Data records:

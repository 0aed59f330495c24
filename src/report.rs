use std::fmt::Write;

use chrono::NaiveDate;

use crate::aggregate;
use crate::models::AttendanceRecord;

pub fn build_report(label: &str, since: NaiveDate, records: &[AttendanceRecord]) -> String {
    let counts = aggregate::status_counts(records);
    let flagged = aggregate::at_risk(records);

    let mut output = String::new();

    let _ = writeln!(output, "# Attendance Report");
    let _ = writeln!(output, "Generated for {} (sessions since {})", label, since);
    let _ = writeln!(output);
    let _ = writeln!(output, "## Status Mix");

    if records.is_empty() {
        let _ = writeln!(output, "No participants in this window.");
    } else {
        let _ = writeln!(output, "- present: {}", counts.present);
        let _ = writeln!(output, "- late: {}", counts.late);
        let _ = writeln!(output, "- absent: {}", counts.absent);
        let _ = writeln!(output, "- excused: {}", counts.excused);
        let _ = writeln!(
            output,
            "- average attendance: {:.1}%",
            aggregate::average_rate(records)
        );
    }

    let _ = writeln!(output);
    let _ = writeln!(output, "## At-Risk Students");

    if flagged.is_empty() {
        let _ = writeln!(
            output,
            "No students below {:.0}% attendance.",
            aggregate::AT_RISK_THRESHOLD
        );
    } else {
        for record in flagged.iter().take(10) {
            let _ = writeln!(
                output,
                "- {} ({}, {} / {}) {:.1}% over {}/{} days",
                record.name,
                record.email,
                record.program,
                record.sub_group,
                record.attendance_rate(),
                record.present_days,
                record.total_days
            );
        }
    }

    let open: Vec<&AttendanceRecord> = records
        .iter()
        .filter(|r| r.check_in.is_some() && r.check_out.is_none())
        .collect();
    let _ = writeln!(output);
    let _ = writeln!(output, "## Open Check-ins");

    if open.is_empty() {
        let _ = writeln!(output, "Everyone who checked in has checked out.");
    } else {
        for record in open {
            if let Some(check_in) = record.check_in {
                let _ = writeln!(
                    output,
                    "- {} since {}",
                    record.name,
                    check_in.format("%Y-%m-%d %H:%M UTC")
                );
            }
        }
    }

    output
}

#[cfg(test)]
mod tests {
    use super::*;
    use crate::aggregate::tests::sample_record;
    use crate::models::Role;

    #[test]
    fn lists_at_risk_students_only() {
        let records = vec![
            sample_record("Avery Lee", Role::Student, 17, 20),
            sample_record("Jules Moreno", Role::Student, 10, 15),
            sample_record("Sam Okafor", Role::Facilitator, 1, 15),
        ];
        let since = NaiveDate::from_ymd_opt(2026, 3, 1).unwrap();

        let report = build_report("Data Engineering", since, &records);

        assert!(report.contains("sessions since 2026-03-01"));
        assert!(report.contains("- present: 3"));
        assert!(report.contains("Jules Moreno"));
        assert!(report.contains("66.7% over 10/15 days"));
        let at_risk = report.split("## At-Risk Students").nth(1).unwrap();
        assert!(!at_risk.contains("Avery Lee"));
        assert!(!at_risk.contains("Sam Okafor"));
    }

    #[test]
    fn empty_window_renders_empty_states() {
        let since = NaiveDate::from_ymd_opt(2026, 3, 1).unwrap();
        let report = build_report("all programs", since, &[]);
        assert!(report.contains("No participants in this window."));
        assert!(report.contains("No students below 70% attendance."));
    }
}
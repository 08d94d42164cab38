//! Server configuration from command-line flags with `ONWARD_*` environment
//! fallbacks. Flags win over environment variables, which win over defaults.

use std::path::PathBuf;

use clap::Parser;

pub const DEFAULT_BIND_ADDR: &str = "127.0.0.1:8080";
pub const DEFAULT_JWT_SECRET: &str = "onward-dev-secret";
pub const DEFAULT_ACCESS_TTL_SECS: i64 = 3600;
pub const DEFAULT_REFRESH_TTL_SECS: i64 = 30 * 86_400;
pub const DEFAULT_PUSH_URL: &str = "https://exp.host/--/api/v2/push/send";

/// Requests allowed per client IP within one rate-limit window.
pub const RATE_LIMIT_MAX_REQUESTS: u64 = 100;
pub const RATE_LIMIT_WINDOW_SECS: u64 = 900;

#[derive(Parser, Debug, Default)]
#[command(name = "onward-server", version, about = "Onward recovery API server")]
pub struct Cli {
    /// Address to listen on (env: ONWARD_BIND)
    #[arg(short, long)]
    pub bind: Option<String>,

    /// Data directory holding the SQLite database (env: ONWARD_HOME)
    #[arg(short, long)]
    pub data_dir: Option<PathBuf>,

    /// Secret used to sign and verify tokens (env: ONWARD_JWT_SECRET)
    #[arg(long)]
    pub jwt_secret: Option<String>,

    /// Access token lifetime in seconds (env: ONWARD_ACCESS_TTL_SECS)
    #[arg(long)]
    pub access_ttl: Option<i64>,

    /// Refresh token lifetime in seconds (env: ONWARD_REFRESH_TTL_SECS)
    #[arg(long)]
    pub refresh_ttl: Option<i64>,

    /// Push gateway endpoint (env: ONWARD_PUSH_URL)
    #[arg(long)]
    pub push_url: Option<String>,

    /// Base URL of the AI chat backend; canned replies when unset
    /// (env: ONWARD_AI_URL)
    #[arg(long)]
    pub ai_url: Option<String>,

    /// Production mode: hide internal error details in responses
    /// (env: ONWARD_PRODUCTION)
    #[arg(long)]
    pub production: bool,
}

#[derive(Debug, Clone)]
pub struct Config {
    pub bind_addr: String,
    pub db_path: PathBuf,
    pub jwt_secret: String,
    pub access_ttl_secs: i64,
    pub refresh_ttl_secs: i64,
    pub push_url: String,
    pub ai_base_url: Option<String>,
    pub production: bool,
}

impl Config {
    pub fn from_cli_and_env(cli: Cli) -> Self {
        let bind_addr = cli
            .bind
            .or_else(|| std::env::var("ONWARD_BIND").ok())
            .unwrap_or_else(|| DEFAULT_BIND_ADDR.to_string());

        let data_dir = cli
            .data_dir
            .or_else(|| std::env::var("ONWARD_HOME").ok().map(PathBuf::from))
            .unwrap_or_else(default_data_dir);

        let jwt_secret = cli
            .jwt_secret
            .or_else(|| std::env::var("ONWARD_JWT_SECRET").ok())
            .unwrap_or_else(|| DEFAULT_JWT_SECRET.to_string());

        let access_ttl_secs = cli
            .access_ttl
            .or_else(|| env_i64("ONWARD_ACCESS_TTL_SECS"))
            .unwrap_or(DEFAULT_ACCESS_TTL_SECS);

        let refresh_ttl_secs = cli
            .refresh_ttl
            .or_else(|| env_i64("ONWARD_REFRESH_TTL_SECS"))
            .unwrap_or(DEFAULT_REFRESH_TTL_SECS);

        let push_url = cli
            .push_url
            .or_else(|| std::env::var("ONWARD_PUSH_URL").ok())
            .unwrap_or_else(|| DEFAULT_PUSH_URL.to_string());

        let ai_base_url = cli
            .ai_url
            .or_else(|| std::env::var("ONWARD_AI_URL").ok())
            .filter(|url| !url.is_empty());

        let production = cli.production || env_flag("ONWARD_PRODUCTION");

        Config {
            bind_addr,
            db_path: data_dir.join("onward.db"),
            jwt_secret,
            access_ttl_secs,
            refresh_ttl_secs,
            push_url,
            ai_base_url,
            production,
        }
    }
}

fn default_data_dir() -> PathBuf {
    match std::env::var("HOME") {
        Ok(home) if !home.is_empty() => PathBuf::from(home).join(".onward"),
        _ => PathBuf::from(".onward"),
    }
}

fn env_i64(name: &str) -> Option<i64> {
    std::env::var(name).ok().and_then(|v| v.parse().ok())
}

fn env_flag(name: &str) -> bool {
    matches!(
        std::env::var(name).ok().as_deref(),
        Some("1") | Some("true") | Some("yes")
    )
}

» **TASK INSTRUCTIONS**
Within the entries above, find each line where "Avery" appears; copy every one.

» **EXPECTED ANSWER**
            sample_record("Avery Lee", Role::Student, 17, 20),
        assert!(!at_risk.contains("Avery Lee"));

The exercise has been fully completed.